Eumycetoma is a chronic granulomatous fungal disease of humans, affecting mainly the limbs, and sometimes the abdominal and chest walls or the head. Mycetoma pedis (mycetoma of the foot), the most common form of mycetoma, is known widely as the Madura foot. The infection is endemic in Africa, India and Central and South America.
Signs and symptoms
The initial lesion is a small subcutaneous swelling following minor trauma. Later, sinuses that discharge purulent and seropurulent exudates containing grains which are fungal colonies are formed. Destruction of deeper tissues, and deformity and loss of function in the affected limbs may occur in later stages.
Mycetoma may be caused by bacteria from the phylum Actinomycetes, or by fungi (Eumycetes) where it is called eumycetoma. Bacterial and fungal species that can cause mycetoma are listed below under their characteristic colours of discharge from infected wounds:
- Actinomadura pelletieri (bacterium)
White or yellow discharge
- Acremonium strictum
- Actinomadura madurae (bacterium)
- Aspergillus nidulans
- Noetestudina rosatii
- Phaeoacremonium krajdenii
- Pseudallescheria boydii
- Aspergillus terreus
- Curvularia lunata
- Cladophialophora bantiana
- Exophiala jeanselmei
- Leptosphaeria senegalensis
- Leptosphaeria tompkinsii
- Madurella grisea
- Madurella mycetomatis
- Pyrenochaeta romeroi
Some species of the bacterial genus Nocardia (including Nocardia asteroides and Nocardia brasiliensis) which can cause mycetoma produce a yellow discharge, and those of the bacterial genus Streptomyces (including Streptomyces somaliensis) produce a yellow or red discharge.

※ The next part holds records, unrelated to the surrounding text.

use clap::{Parser, Subcommand};
use server::{bookmaker::Bookmaker, database::RedisStore, utils::RetryPolicy};
use tracing_subscriber::{EnvFilter, fmt};

#[derive(Parser, Debug)]
#[command(author, version, about)]
struct Args {
    #[arg(long, env = "REDIS_URL", default_value = "redis://127.0.0.1:6379")]
    redis_url: String,

    #[command(subcommand)]
    command: Command,
}

#[derive(Subcommand, Debug)]
enum Command {
    /// Publish predictions and quizzes from a catalog file or URL
    Seed { source: String },

    /// Record the winning option and pay out
    Settle {
        prediction_id: String,

        winning_option: usize,
    },

    /// Void a prediction and refund every stake
    Cancel { prediction_id: String },
}

#[tokio::main]
async fn main() -> anyhow::Result<()> {
    fmt().with_env_filter(EnvFilter::from_default_env()).init();

    let args = Args::parse();

    let store = RedisStore::connect(&args.redis_url).await?;
    let bookmaker = Bookmaker::new(store, RetryPolicy::default());

    match args.command {
        Command::Seed { source } => {
            let summary = operator::seed(&bookmaker, &source).await?;
            println!("\n{summary}");
        }
        Command::Settle {
            prediction_id,
            winning_option,
        } => {
            let report = operator::settle(&bookmaker, &prediction_id, winning_option).await?;
            println!("{}", serde_json::to_string_pretty(&report)?);
        }
        Command::Cancel { prediction_id } => {
            let report = operator::cancel(&bookmaker, &prediction_id).await?;
            println!("{}", serde_json::to_string_pretty(&report)?);
        }
    }

    Ok(())
}
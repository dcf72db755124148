//! # Bet Ledger
//!
//! Validation performed before a bet is written. The balance check here runs
//! against a snapshot; the store re-checks it atomically with the write.
//!
//! Stakes are deducted on placement. A winning bet later credits the gross
//! payout, a losing one credits nothing.
use chrono::{DateTime, Utc};
use serde::Deserialize;
use uuid::Uuid;

use crate::{
    error::LedgerError,
    models::{Prediction, UserBet},
};

/// Incoming wager. Numbers stay loose so bad input maps to a ledger error
/// instead of a decode failure.
#[derive(Clone, Debug, Deserialize)]
#[serde(rename_all = "camelCase")]
pub struct BetRequest {
    pub prediction_id: String,
    pub selected_option: i64,
    pub amount: f64,
    #[serde(default)]
    pub request_id: Option<Uuid>,
}

/// A bet that passed every local check.
#[derive(Clone, Copy, Debug, PartialEq, Eq)]
pub struct BetSlip {
    pub selected_option: usize,
    pub amount: u64,
}

pub fn validate_amount(amount: f64) -> Result<u64, LedgerError> {
    if !amount.is_finite() || amount.fract() != 0.0 || amount < 1.0 || amount > u64::MAX as f64 {
        return Err(LedgerError::InvalidAmount);
    }

    Ok(amount as u64)
}

pub fn validate_selection(prediction: &Prediction, index: i64) -> Result<usize, LedgerError> {
    usize::try_from(index)
        .ok()
        .filter(|&index| index < prediction.options.len())
        .ok_or(LedgerError::InvalidSelection {
            index,
            options: prediction.options.len(),
        })
}

pub fn validate_bet(
    prediction: &Prediction,
    selected_option: i64,
    amount: f64,
    balance: u64,
    now: DateTime<Utc>,
) -> Result<BetSlip, LedgerError> {
    let amount = validate_amount(amount)?;
    let selected_option = validate_selection(prediction, selected_option)?;

    if !prediction.is_open(now) {
        return Err(LedgerError::PredictionNotActive(prediction.id.clone()));
    }

    if amount > balance {
        return Err(LedgerError::InsufficientBalance { amount, balance });
    }

    Ok(BetSlip {
        selected_option,
        amount,
    })
}

impl UserBet {
    pub fn place(
        id: impl Into<String>,
        uid: impl Into<String>,
        prediction_id: impl Into<String>,
        slip: BetSlip,
        now: DateTime<Utc>,
    ) -> Self {
        Self {
            id: id.into(),
            uid: uid.into(),
            prediction_id: prediction_id.into(),
            selected_option: slip.selected_option,
            amount: slip.amount,
            timestamp: now,
            result: None,
            points_won: None,
        }
    }
}
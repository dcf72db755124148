use crate::models::{BetResult, Prediction, User, UserBet, UserStats};

#[derive(Default)]
struct Tally {
    bets: u64,
    wins: u64,
    settled: u64,
}

/// Insertion ordered tallies so ties resolve to the first key seen.
fn tally<'a, 'b>(tallies: &'b mut Vec<(&'a str, Tally)>, key: &'a str) -> &'b mut Tally {
    let index = match tallies.iter().position(|(existing, _)| *existing == key) {
        Some(index) => index,
        None => {
            tallies.push((key, Tally::default()));
            tallies.len() - 1
        }
    };

    &mut tallies[index].1
}

pub fn compute_user_stats(history: &[(UserBet, Prediction)]) -> UserStats {
    let mut stats = UserStats::default();
    let mut categories: Vec<(&str, Tally)> = Vec::new();
    let mut circuits: Vec<(&str, Tally)> = Vec::new();

    for (bet, prediction) in history {
        stats.total_bets += 1;
        tally(&mut categories, prediction.category.as_str()).bets += 1;

        let circuit = tally(&mut circuits, &prediction.circuit);
        match bet.result {
            Some(BetResult::Won) => {
                stats.winning_bets += 1;
                stats.total_points_won += bet.points_won.unwrap_or(0);
                circuit.wins += 1;
                circuit.settled += 1;
            }
            Some(BetResult::Lost) => {
                stats.total_points_lost += bet.amount;
                circuit.settled += 1;
            }
            Some(BetResult::Refunded) | None => {}
        }
    }

    let mut favorite: Option<(&str, &Tally)> = None;
    for (category, counts) in &categories {
        if favorite.is_none_or(|(_, best)| counts.bets > best.bets) {
            favorite = Some((*category, counts));
        }
    }

    let mut best: Option<(&str, &Tally)> = None;
    for (circuit, counts) in circuits.iter().filter(|(_, counts)| counts.settled > 0) {
        // wins/settled > best.wins/best.settled without dividing
        if best.is_none_or(|(_, top)| counts.wins * top.settled > top.wins * counts.settled) {
            best = Some((*circuit, counts));
        }
    }

    stats.favorite_category = favorite.map(|(key, _)| key.to_string()).unwrap_or_default();
    stats.best_circuit = best.map(|(key, _)| key.to_string()).unwrap_or_default();

    stats
}

/// Order by points descending, ties by uid descending, then take `limit`.
pub fn rank_users(mut users: Vec<User>, limit: usize) -> Vec<User> {
    users.sort_by(|a, b| b.points.cmp(&a.points).then_with(|| b.uid.cmp(&a.uid)));
    users.truncate(limit);

    users
}

#[cfg(test)]
mod tests {
    use super::*;
    use crate::models::{PredictionCategory, fixtures::*};

    fn settled(
        id: &str,
        result: BetResult,
        amount: u64,
        points_won: u64,
        circuit: &str,
        category: PredictionCategory,
    ) -> (UserBet, Prediction) {
        let mut bet = bet(id, "p", 0, amount);
        bet.result = Some(result);
        bet.points_won = Some(points_won);

        let mut prediction = prediction("p", &[2.0]);
        prediction.circuit = circuit.to_string();
        prediction.category = category;

        (bet, prediction)
    }

    #[test]
    fn test_empty_history() {
        assert_eq!(compute_user_stats(&[]), UserStats::default());

        let stats = compute_user_stats(&[]);
        assert_eq!(stats.total_bets, 0);
        assert_eq!(stats.favorite_category, "");
        assert_eq!(stats.best_circuit, "");
    }

    #[test]
    fn test_totals() {
        use PredictionCategory::Race;

        let history = vec![
            settled("a", BetResult::Won, 50, 100, "bahrain", Race),
            settled("b", BetResult::Lost, 50, 0, "bahrain", Race),
            settled("c", BetResult::Won, 25, 75, "jeddah", Race),
        ];
        let stats = compute_user_stats(&history);

        assert_eq!(stats.total_bets, 3);
        assert_eq!(stats.winning_bets, 2);
        assert_eq!(stats.total_points_won, 175);
        assert_eq!(stats.total_points_lost, 50);
    }

    #[test]
    fn test_favorite_category_first_wins_ties() {
        use PredictionCategory::{Qualifying, Race, Sprint};

        let history = vec![
            settled("a", BetResult::Lost, 10, 0, "x", Sprint),
            settled("b", BetResult::Lost, 10, 0, "x", Race),
            settled("c", BetResult::Lost, 10, 0, "x", Race),
            settled("d", BetResult::Lost, 10, 0, "x", Sprint),
            settled("e", BetResult::Lost, 10, 0, "x", Qualifying),
        ];

        assert_eq!(compute_user_stats(&history).favorite_category, "sprint");
    }

    #[test]
    fn test_best_circuit_by_win_rate() {
        use PredictionCategory::Race;

        let history = vec![
            settled("a", BetResult::Won, 10, 20, "monza", Race),
            settled("b", BetResult::Lost, 10, 0, "monza", Race),
            settled("c", BetResult::Won, 10, 20, "suzuka", Race),
            settled("d", BetResult::Lost, 10, 0, "spa", Race),
        ];

        assert_eq!(compute_user_stats(&history).best_circuit, "suzuka");
    }

    #[test]
    fn test_best_circuit_ignores_unsettled() {
        use PredictionCategory::Race;

        let (mut pending, mut prediction) = settled("a", BetResult::Won, 10, 0, "imola", Race);
        pending.result = None;
        pending.points_won = None;
        prediction.circuit = "imola".to_string();

        let history = vec![
            (pending, prediction),
            settled("b", BetResult::Lost, 10, 0, "monaco", Race),
            settled("c", BetResult::Refunded, 10, 10, "baku", Race),
        ];
        let stats = compute_user_stats(&history);

        assert_eq!(stats.best_circuit, "monaco");
        assert_eq!(stats.total_bets, 3);
        assert_eq!(stats.total_points_won, 0);
        assert_eq!(stats.total_points_lost, 10);
    }

    #[test]
    fn test_best_circuit_first_wins_ties() {
        use PredictionCategory::Race;

        let history = vec![
            settled("a", BetResult::Won, 10, 20, "zandvoort", Race),
            settled("b", BetResult::Lost, 10, 0, "zandvoort", Race),
            settled("c", BetResult::Won, 10, 20, "austin", Race),
            settled("d", BetResult::Lost, 10, 0, "austin", Race),
        ];

        assert_eq!(compute_user_stats(&history).best_circuit, "zandvoort");
    }

    #[test]
    fn test_rank_users() {
        let user = |uid: &str, points| {
            let mut user = User::new(uid, uid, "", now());
            user.points = points;
            user
        };
        let users = vec![user("a", 50), user("b", 900), user("c", 900), user("d", 10)];

        let ranked: Vec<_> = rank_users(users, 3)
            .into_iter()
            .map(|user| (user.uid, user.points))
            .collect();

        assert_eq!(
            ranked,
            vec![
                ("c".to_string(), 900),
                ("b".to_string(), 900),
                ("a".to_string(), 50)
            ]
        );
    }
}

The disease is usually seen in field workers like farmers, and generally affects men between 20 and 40 years. The disease is acquired by inoculation of grains of fungal spores from the soil through a breach in the skin produced by minor trauma like a thorn prick. The disease then spreads to deeper tissues and also forms sinus tracts leading to skin surface. Mature lesions are characterised by a grainy discharge from these sinuses. These discharges contain fungal colonies and are infective. Spread of infection internally through blood or lymph is uncommon.
Infections that produce a black discharge mainly spread subcutaneously. In the red and yellow varieties deep spread occurs early, infiltrating muscles and bones but sparing nerves and tendons, which are highly resistant to the invasion.
Diagnosis of mycetoma is usually established clinically in endemic areas. X rays and ultrasonography may be employed in evaluating the extent of the disease. X rays findings are extremely variable. The disease is most often observed at an advanced stage that exhibits extensive destruction of all bones of the foot. Rarely, a single lesion may be seen in the tibia where the picture is identical with chronic osteomyelitis. Cytology of fine needle aspirate or pus from the lesion, and tissue biopsy may be undertaken sometimes. Some publications have claimed a "dot in a circle sign" as a characteristic MRI feature for this condition (this feature has also been described on ultrasound).
The following clinical conditions may be considered before diagnosing a patient with mycetoma:
- Tuberculous ulcer
- Kaposi's sarcoma, a vascular tumour of skin usually seen in AIDS.
- Malignant neoplasm
- Tropical ulcer
- Botryomycosis, a skin infection usually caused by the bacteria Staphylococcus aureus.
No vaccine is available. Simple hygienic precautions like wearing shoes or sandals while working in fields, and washing hands and feet at regular intervals may help prevent the disease.
Drugs like ketoconazole, voriconazole, and itraconazole are generally employed in treating the infection. Actinomycetes usually respond well to medical treatment, but the eumycetes are generally resistant and may require surgical interventions including amputation.
The disease is endemic in tropical and subtropical regions. The exact incidence and geographical distribution of mycetoma throughout the world is not known as the disease is usually painless, slowly progressive and presented to health centres only in late stages by majority of patients. Mycetoma has an uneven worldwide distribution.
Madura foot or maduromycosis or maduramycosis is described in ancient writings of India as Padavalmika, which, translated means Foot anthill. The first modern description of Madura foot was made in 1842 from Madurai (the city after which the disease was named Madura mycosis) in India, by Gill. The fungal cause of the disease was established in 1860 by Carter.